Stored data ▸
// SPDX-License-Identifier: (GPL-2.0-or-later OR MIT)
//
// Copyright (c) 2026 The elf-linker Authors
//
// vim: ts=4 sw=4 et

//! Builder for small, well-formed ELF64 extension images.
//!
//! Every image starts with the same fixed layout, so relocation targets can
//! be named before the image is built:
//!
//! | offset      | contents                                  |
//! |-------------|-------------------------------------------|
//! | 0           | ELF header                                |
//! | 64          | two program headers                       |
//! | [`TEXT`]    | 16 bytes of code, the entry point         |
//! | [`DATA`]    | 64 zero bytes, for relocation targets     |
//! | [`PAYLOAD`] | 16 bytes of 0xaa, the optional 2nd segment |
//! | [`ARRAYS`]  | function pointer arrays, then the tables  |
//!
//! The first segment maps the whole file at address 0, so file offsets and
//! image offsets coincide.

use crate::types::*;
use crate::{Elf64Shdr, Elf64Sym};
use alloc::vec;
use alloc::vec::Vec;

pub const TEXT: u64 = 176;
pub const DATA: u64 = 192;
pub const PAYLOAD: u64 = 256;
pub const ARRAYS: u64 = 272;

const NBUCKET: usize = 3;

const REL_NAMES: [&[u8]; 4] = [b".rel.dyn", b".rel.plt", b".rel.got", b".rel.data"];
const RELA_NAMES: [&[u8]; 4] = [b".rela.dyn", b".rela.plt", b".rela.got", b".rela.data"];

#[derive(Debug, Clone, Copy)]
struct TestRel {
    offset: u64,
    sym: u32,
    r_type: u32,
    addend: i64,
}

#[derive(Debug, Default)]
pub struct ImageBuilder {
    syms: Vec<(&'static [u8], u64)>,
    rel_tables: Vec<Vec<TestRel>>,
    rela_tables: Vec<Vec<TestRel>>,
    arrays: Vec<(&'static [u8], Vec<u64>)>,
    hash: bool,
    bss: u64,
    extra_segment: bool,
}

#[derive(Debug)]
struct Section {
    name: &'static [u8],
    sh_type: Elf64Word,
    flags: u64,
    addr: u64,
    offset: u64,
    size: u64,
    link: u32,
    entsize: u64,
}

/// A built image plus what the tests need to find and patch its fields.
#[derive(Debug)]
pub struct TestImage {
    pub bytes: Vec<u8>,
    pub exec_size: usize,
    pub shoff: usize,
    pub dynsym: usize,
    pub hash: Option<usize>,
    names: Vec<&'static [u8]>,
}

impl ImageBuilder {
    pub fn new() -> Self {
        Self::default()
    }

    /// Adds a dynamic symbol. The first symbol gets index 1.
    pub fn sym(mut self, name: &'static [u8], value: u64) -> Self {
        self.syms.push((name, value));
        self
    }

    pub fn rel(mut self, table: usize, offset: u64, sym: u32, r_type: u32) -> Self {
        if self.rel_tables.len() <= table {
            self.rel_tables.resize(table + 1, Vec::new());
        }
        self.rel_tables[table].push(TestRel {
            offset,
            sym,
            r_type,
            addend: 0,
        });
        self
    }

    pub fn rela(mut self, table: usize, offset: u64, sym: u32, r_type: u32, addend: i64) -> Self {
        if self.rela_tables.len() <= table {
            self.rela_tables.resize(table + 1, Vec::new());
        }
        self.rela_tables[table].push(TestRel {
            offset,
            sym,
            r_type,
            addend,
        });
        self
    }

    /// Adds a named array section of 8-byte entries, placed consecutively
    /// from [`ARRAYS`] on.
    pub fn array(mut self, name: &'static [u8], entries: &[u64]) -> Self {
        self.arrays.push((name, entries.to_vec()));
        self
    }

    pub fn hash(mut self) -> Self {
        self.hash = true;
        self
    }

    /// Extends the first segment by `size` zero bytes past the end of the
    /// file.
    pub fn bss(mut self, size: u64) -> Self {
        self.bss = size;
        self
    }

    /// Maps the 16 payload bytes a second time into a 32 byte segment placed
    /// after the first one.
    pub fn extra_segment(mut self) -> Self {
        self.extra_segment = true;
        self
    }

    pub fn build(&self) -> TestImage {
        let mut secs: Vec<Section> = Vec::new();
        let mut off = ARRAYS as usize;

        let mut array_secs = Vec::new();
        for &(name, ref entries) in &self.arrays {
            let sh_type = match name {
                b".init_array" => Elf64Shdr::SHT_INIT_ARRAY,
                b".fini_array" => Elf64Shdr::SHT_FINI_ARRAY,
                _ => Elf64Shdr::SHT_PROGBITS,
            };
            let size = 8 * entries.len();
            array_secs.push(Section {
                name,
                sh_type,
                flags: 0x3,
                addr: off as u64,
                offset: off as u64,
                size: size as u64,
                link: 0,
                entsize: 8,
            });
            off += size;
        }

        let nsyms = self.syms.len() + 1;
        let dynsym = off;
        off += ELF64_SYM_SIZE * nsyms;
        let dynstr = off;
        let mut strtab = vec![0u8];
        let mut name_offs = Vec::new();
        for (name, _) in &self.syms {
            name_offs.push(strtab.len() as u32);
            strtab.extend_from_slice(name);
            strtab.push(0);
        }
        off = align8(off + strtab.len());

        let hash = self.hash.then(|| {
            let h = off;
            off = align8(off + 4 * (2 + NBUCKET + nsyms));
            h
        });

        let mut rel_offs = Vec::new();
        for table in &self.rel_tables {
            rel_offs.push(off);
            off += ELF64_REL_SIZE * table.len();
        }
        let mut rela_offs = Vec::new();
        for table in &self.rela_tables {
            rela_offs.push(off);
            off += ELF64_RELA_SIZE * table.len();
        }

        secs.push(Section::new(b"", 0, 0, 0));
        secs.push(Section {
            flags: 0x6,
            addr: TEXT,
            ..Section::new(b".text", Elf64Shdr::SHT_PROGBITS, TEXT, 16)
        });
        secs.push(Section {
            flags: 0x3,
            addr: DATA,
            ..Section::new(b".data", Elf64Shdr::SHT_PROGBITS, DATA, 64)
        });
        secs.push(Section {
            link: 4,
            entsize: ELF64_SYM_SIZE as u64,
            ..Section::new(
                b".dynsym",
                Elf64Shdr::SHT_DYNSYM,
                dynsym as u64,
                (ELF64_SYM_SIZE * nsyms) as u64,
            )
        });
        secs.push(Section::new(
            b".dynstr",
            Elf64Shdr::SHT_STRTAB,
            dynstr as u64,
            strtab.len() as u64,
        ));
        if let Some(h) = hash {
            secs.push(Section {
                link: 3,
                entsize: 4,
                ..Section::new(
                    b".hash",
                    Elf64Shdr::SHT_HASH,
                    h as u64,
                    (4 * (2 + NBUCKET + nsyms)) as u64,
                )
            });
        }
        for (i, table) in self.rel_tables.iter().enumerate() {
            secs.push(Section {
                link: 3,
                entsize: ELF64_REL_SIZE as u64,
                ..Section::new(
                    REL_NAMES[i],
                    Elf64Shdr::SHT_REL,
                    rel_offs[i] as u64,
                    (ELF64_REL_SIZE * table.len()) as u64,
                )
            });
        }
        for (i, table) in self.rela_tables.iter().enumerate() {
            secs.push(Section {
                link: 3,
                entsize: ELF64_RELA_SIZE as u64,
                ..Section::new(
                    RELA_NAMES[i],
                    Elf64Shdr::SHT_RELA,
                    rela_offs[i] as u64,
                    (ELF64_RELA_SIZE * table.len()) as u64,
                )
            });
        }
        secs.extend(array_secs);
        if self.bss != 0 {
            // The offset of a NOBITS section is meaningless and not checked.
            secs.push(Section {
                flags: 0x3,
                ..Section::new(b".bss", Elf64Shdr::SHT_NOBITS, 0xdead_0000, self.bss)
            });
        }

        let mut shstrtab = vec![0u8];
        let mut sec_name_offs = Vec::new();
        for sec in secs.iter().map(|s| s.name).chain([b".shstrtab".as_slice()]) {
            if sec.is_empty() {
                sec_name_offs.push(0);
                continue;
            }
            sec_name_offs.push(shstrtab.len() as u32);
            shstrtab.extend_from_slice(sec);
            shstrtab.push(0);
        }
        let shstrtab_off = off;
        off = align8(off + shstrtab.len());
        secs.push(Section::new(
            b".shstrtab",
            Elf64Shdr::SHT_STRTAB,
            shstrtab_off as u64,
            shstrtab.len() as u64,
        ));

        let shoff = off;
        let shnum = secs.len();
        let total = shoff + ELF64_SHDR_SIZE * shnum;
        let mut img = vec![0u8; total];

        // ELF header
        img[..8].copy_from_slice(&[0x7f, b'E', b'L', b'F', 2, 1, 1, 0]);
        put16(&mut img, 16, 3);
        put16(&mut img, 18, 62);
        put32(&mut img, 20, 1);
        put64(&mut img, 24, TEXT);
        put64(&mut img, 32, 64);
        put64(&mut img, 40, shoff as u64);
        put16(&mut img, 52, ELF64_EHDR_SIZE as u16);
        put16(&mut img, 54, ELF64_PHDR_SIZE as u16);
        put16(&mut img, 56, 2);
        put16(&mut img, 58, ELF64_SHDR_SIZE as u16);
        put16(&mut img, 60, shnum as u16);
        put16(&mut img, 62, (shnum - 1) as u16);

        // Segments
        let seg0_memsz = total as u64 + self.bss;
        put_phdr(&mut img, 0, 1, 0, 0, total as u64, seg0_memsz);
        let mut exec_size = seg0_memsz as usize;
        if self.extra_segment {
            let vaddr = (seg0_memsz + 15) & !15;
            put_phdr(&mut img, 1, 1, PAYLOAD, vaddr, 16, 32);
            exec_size = (vaddr + 32) as usize;
        }

        // Contents
        img[TEXT as usize..DATA as usize].fill(0x90);
        img[PAYLOAD as usize..ARRAYS as usize].fill(0xaa);
        let mut at = ARRAYS as usize;
        for entry in self.arrays.iter().flat_map(|(_, entries)| entries) {
            put64(&mut img, at, *entry);
            at += 8;
        }
        for (i, (_, value)) in self.syms.iter().enumerate() {
            let at = dynsym + ELF64_SYM_SIZE * (i + 1);
            put32(&mut img, at, name_offs[i]);
            img[at + 4] = (Elf64Sym::STB_GLOBAL << 4) | Elf64Sym::STT_FUNC;
            put16(&mut img, at + 6, if *value != 0 { 1 } else { 0 });
            put64(&mut img, at + 8, *value);
            put64(&mut img, at + 16, 8);
        }
        img[dynstr..dynstr + strtab.len()].copy_from_slice(&strtab);
        if let Some(h) = hash {
            self.write_hash(&mut img, h);
        }
        for (table, &base) in self.rel_tables.iter().zip(&rel_offs) {
            for (i, r) in table.iter().enumerate() {
                let at = base + ELF64_REL_SIZE * i;
                put64(&mut img, at, r.offset);
                put64(&mut img, at + 8, (u64::from(r.sym) << 32) | u64::from(r.r_type));
            }
        }
        for (table, &base) in self.rela_tables.iter().zip(&rela_offs) {
            for (i, r) in table.iter().enumerate() {
                let at = base + ELF64_RELA_SIZE * i;
                put64(&mut img, at, r.offset);
                put64(&mut img, at + 8, (u64::from(r.sym) << 32) | u64::from(r.r_type));
                put64(&mut img, at + 16, r.addend as u64);
            }
        }
        img[shstrtab_off..shstrtab_off + shstrtab.len()].copy_from_slice(&shstrtab);

        // Section headers
        for (i, sec) in secs.iter().enumerate() {
            let at = shoff + ELF64_SHDR_SIZE * i;
            put32(&mut img, at, sec_name_offs[i]);
            put32(&mut img, at + 4, sec.sh_type);
            put64(&mut img, at + 8, sec.flags);
            put64(&mut img, at + 16, sec.addr);
            put64(&mut img, at + 24, sec.offset);
            put64(&mut img, at + 32, sec.size);
            put32(&mut img, at + 40, sec.link);
            put64(&mut img, at + 48, if sec.sh_type == 0 { 0 } else { 8 });
            put64(&mut img, at + 56, sec.entsize);
        }

        TestImage {
            bytes: img,
            exec_size,
            shoff,
            dynsym,
            hash,
            names: secs.iter().map(|s| s.name).collect(),
        }
    }

    fn write_hash(&self, img: &mut [u8], at: usize) {
        let nsyms = self.syms.len() + 1;
        let mut buckets = [0u32; NBUCKET];
        let mut chain = vec![0u32; nsyms];
        for (i, (name, _)) in self.syms.iter().enumerate() {
            let idx = i + 1;
            let b = crate::elf_hash(name) as usize % NBUCKET;
            chain[idx] = buckets[b];
            buckets[b] = idx as u32;
        }
        put32(img, at, NBUCKET as u32);
        put32(img, at + 4, nsyms as u32);
        for (i, b) in buckets.iter().enumerate() {
            put32(img, at + 8 + 4 * i, *b);
        }
        for (i, c) in chain.iter().enumerate() {
            put32(img, at + 8 + 4 * NBUCKET + 4 * i, *c);
        }
    }
}

impl Section {
    fn new(name: &'static [u8], sh_type: Elf64Word, offset: u64, size: u64) -> Self {
        Self {
            name,
            sh_type,
            flags: 0,
            addr: 0,
            offset,
            size,
            link: 0,
            entsize: 0,
        }
    }
}

impl TestImage {
    pub fn section_index(&self, name: &[u8]) -> usize {
        self.names
            .iter()
            .position(|n| *n == name)
            .unwrap_or_else(|| panic!("no section {:?}", name))
    }

    /// File offset of the section header of section `name`
    pub fn shdr(&self, name: &[u8]) -> usize {
        self.shoff + ELF64_SHDR_SIZE * self.section_index(name)
    }

    /// File offset of program header `i`
    pub fn phdr(&self, i: usize) -> usize {
        64 + ELF64_PHDR_SIZE * i
    }

    pub fn set8(&mut self, off: usize, v: u8) {
        self.bytes[off] = v;
    }

    pub fn set16(&mut self, off: usize, v: u16) {
        put16(&mut self.bytes, off, v);
    }

    pub fn set32(&mut self, off: usize, v: u32) {
        put32(&mut self.bytes, off, v);
    }

    pub fn set64(&mut self, off: usize, v: u64) {
        put64(&mut self.bytes, off, v);
    }

    /// A memory image buffer of the right size, filled with garbage.
    pub fn exec_buf(&self) -> Vec<u8> {
        vec![0xcc; self.exec_size]
    }
}

fn align8(v: usize) -> usize {
    (v + 7) & !7
}

fn put_phdr(img: &mut [u8], i: usize, p_type: u32, offset: u64, vaddr: u64, filesz: u64, memsz: u64) {
    let at = 64 + ELF64_PHDR_SIZE * i;
    put32(img, at, p_type);
    put32(img, at + 4, 0x5);
    put64(img, at + 8, offset);
    put64(img, at + 16, vaddr);
    put64(img, at + 24, vaddr);
    put64(img, at + 32, filesz);
    put64(img, at + 40, memsz);
    put64(img, at + 48, 0x10);
}

fn put16(img: &mut [u8], off: usize, v: u16) {
    img[off..off + 2].copy_from_slice(&v.to_le_bytes());
}

fn put32(img: &mut [u8], off: usize, v: u32) {
    img[off..off + 4].copy_from_slice(&v.to_le_bytes());
}

fn put64(img: &mut [u8], off: usize, v: u64) {
    img[off..off + 8].copy_from_slice(&v.to_le_bytes());
}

WHAT THE EXERCISE ASKS ▸
The answer consists of the lines above that include the word "entsize", each copied exactly.

SOLUTION FOR THIS PROBLEM ▸
    entsize: u64,
                entsize: 8,
            entsize: ELF64_SYM_SIZE as u64,
                entsize: 4,
                entsize: ELF64_REL_SIZE as u64,
                entsize: ELF64_RELA_SIZE as u64,
            put64(&mut img, at + 56, sec.entsize);
            entsize: 0,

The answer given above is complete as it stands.